We’ve had one of the coldest Januarys I can remember here in South West France. In the seven years I’ve been here I can only remember the odd frosty morning but this year it’s been minus a couple of degrees centigrade every morning for pretty much the whole of January.
Along with the frosty mornings sometimes we have a freezing fog which just lolls over the countryside all day long. It was like that yesterday and, so far, it’s the same today.
So it seems appropriate that as I browse photos from Januarys gone by, I come across this one. This is a photo I took from the window of the place where I lived for many years before emigrating. We lived on the top floor of a nineteenth century converted carpet mill. The flat had big arched windows and we looked out across the Carse of Stirling towards Ben Ledi and the mountains to the north. It was a view which changed every day.

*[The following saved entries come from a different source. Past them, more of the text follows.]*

use anyhow::Context;
use bytes::Bytes;
use tracing::warn;
use uuid::Uuid;

use crate::{
    auth::repo_types::User,
    error::{AppError, AppResult},
    state::AppState,
    validators::FieldErrors,
};

pub struct UploadItem {
    pub body: Bytes,
    pub content_type: String,
}

fn ext_from_mime(ct: &str) -> Option<&'static str> {
    match ct {
        "image/jpeg" | "image/jpg" => Some("jpg"),
        "image/png" => Some("png"),
        "image/webp" => Some("webp"),
        "image/gif" => Some("gif"),
        "image/heic" => Some("heic"),
        _ => None,
    }
}

fn profile_pic_key(user_id: Uuid, content_type: &str) -> String {
    let ext = ext_from_mime(content_type).unwrap_or("img");
    format!("profile-pics/{}/{}.{}", user_id, Uuid::new_v4(), ext)
}

/// Stores the image and points the user's `profile_pic` at it. The previous
/// picture is removed afterwards; failing to remove it is only logged.
pub async fn replace_profile_pic(
    st: &AppState,
    user: &User,
    image: UploadItem,
) -> AppResult<User> {
    if !image.content_type.starts_with("image/") {
        return Err(FieldErrors::single("file", "Unsupported file format.").into());
    }

    let key = profile_pic_key(user.id, &image.content_type);
    st.storage
        .put_object(&key, image.body, &image.content_type)
        .await
        .with_context(|| format!("put_object {}", key))?;

    let url = st.storage.public_url(&key);
    let Some(updated) = st.users.set_profile_pic(user.id, &url).await? else {
        // The user vanished mid-upload; don't leave an orphan behind.
        remove_object_for_url(st, &url).await;
        return Err(AppError::NotFound("user"));
    };

    if let Some(old) = user.profile_pic.as_deref() {
        remove_object_for_url(st, old).await;
    }
    Ok(updated)
}

pub async fn remove_object_for_url(st: &AppState, url: &str) {
    let Some(key) = st.storage.key_from_url(url) else {
        return;
    };
    if let Err(e) = st.storage.delete_object(&key).await {
        warn!(error = %e, %key, "failed to delete stored object");
    }
}
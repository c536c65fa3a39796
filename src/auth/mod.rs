use crate::state::AppState;
use axum::Router;

mod claims;
pub mod credentials;
pub mod dto;
pub mod extractors;
pub mod handlers;
pub mod jwt;
pub mod password;
pub mod repo;
pub mod repo_memory;
pub mod repo_types;

pub fn router() -> Router<AppState> {
    handlers::auth_routes()
}
use serde::{Deserialize, Serialize};
use time::OffsetDateTime;
use uuid::Uuid;

use crate::auth::repo_types::User;
use crate::campaigns::repo_types::Campaign;

// Missing request fields deserialize as empty strings so the validators can
// report them per field.

/// Request body for user registration.
#[derive(Debug, Default, Deserialize)]
#[serde(default, rename_all = "camelCase")]
pub struct RegisterRequest {
    pub first_name: String,
    pub last_name: String,
    pub handle: String,
    pub email: String,
    pub password: String,
}

/// Request body for login; `login` is an email or a handle.
#[derive(Debug, Default, Deserialize)]
#[serde(default)]
pub struct LoginRequest {
    pub login: String,
    pub password: String,
}

/// Request body for password-reset token generation.
#[derive(Debug, Default, Deserialize)]
#[serde(default)]
pub struct ForgotPasswordRequest {
    pub email: String,
}

/// Request body for completing a password reset.
#[derive(Debug, Default, Deserialize)]
#[serde(default)]
pub struct ResetPasswordRequest {
    pub token: String,
    pub password: String,
}

/// Response returned after login or register.
#[derive(Debug, Serialize)]
#[serde(rename_all = "camelCase")]
pub struct AuthResponse {
    pub user_data: PublicUser,
    pub token: String,
}

#[derive(Debug, Serialize)]
#[serde(rename_all = "camelCase")]
pub struct ResetTokenResponse {
    pub reset_token: String,
    pub success: &'static str,
}

#[derive(Debug, Serialize)]
pub struct SuccessResponse {
    pub success: &'static str,
}

/// Public part of the user returned to the client.
#[derive(Debug, Serialize)]
#[serde(rename_all = "camelCase")]
pub struct PublicUser {
    #[serde(rename = "_id")]
    pub id: Uuid,
    pub first_name: String,
    pub last_name: String,
    pub handle: String,
    pub email: String,
    pub profile_pic: Option<String>,
    #[serde(skip_serializing_if = "Option::is_none")]
    pub campaigns: Option<Vec<Campaign>>,
    #[serde(with = "time::serde::rfc3339")]
    pub created_at: OffsetDateTime,
    #[serde(with = "time::serde::rfc3339")]
    pub updated_at: OffsetDateTime,
}

impl From<User> for PublicUser {
    fn from(u: User) -> Self {
        Self {
            id: u.id,
            first_name: u.first_name,
            last_name: u.last_name,
            handle: u.handle,
            email: u.email,
            profile_pic: u.profile_pic,
            campaigns: None,
            created_at: u.created_at,
            updated_at: u.updated_at,
        }
    }
}

impl PublicUser {
    pub fn with_campaigns(mut self, campaigns: Vec<Campaign>) -> Self {
        self.campaigns = Some(campaigns);
        self
    }
}
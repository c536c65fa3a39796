pub mod dto;
pub mod handlers;
mod services;

use crate::state::AppState;
use axum::Router;

pub fn router() -> Router<AppState> {
    handlers::user_routes()
}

This particular winter the snow fell and stayed on the ground for many weeks. There’s a real beauty in a snowscape and I think the mist adds to the atmosphere, to the feel, of this image.
This is the kind of scene I associate with winter. But the reality is most days winter is not like this, not in southern France, and not even in Central Scotland.
Our minds work this way though, don’t they? A particularly impressive scene becomes the marker, or representative of, a larger period or area. It’s only when we stand back, or apart, that we see the “bigger picture”, allowing us to be more aware of the uniqueness of whatever is right in front of us, here and now.
That’s our super power – our ability to put a little distance between ourselves and our experience so we can see both the particular and the whole.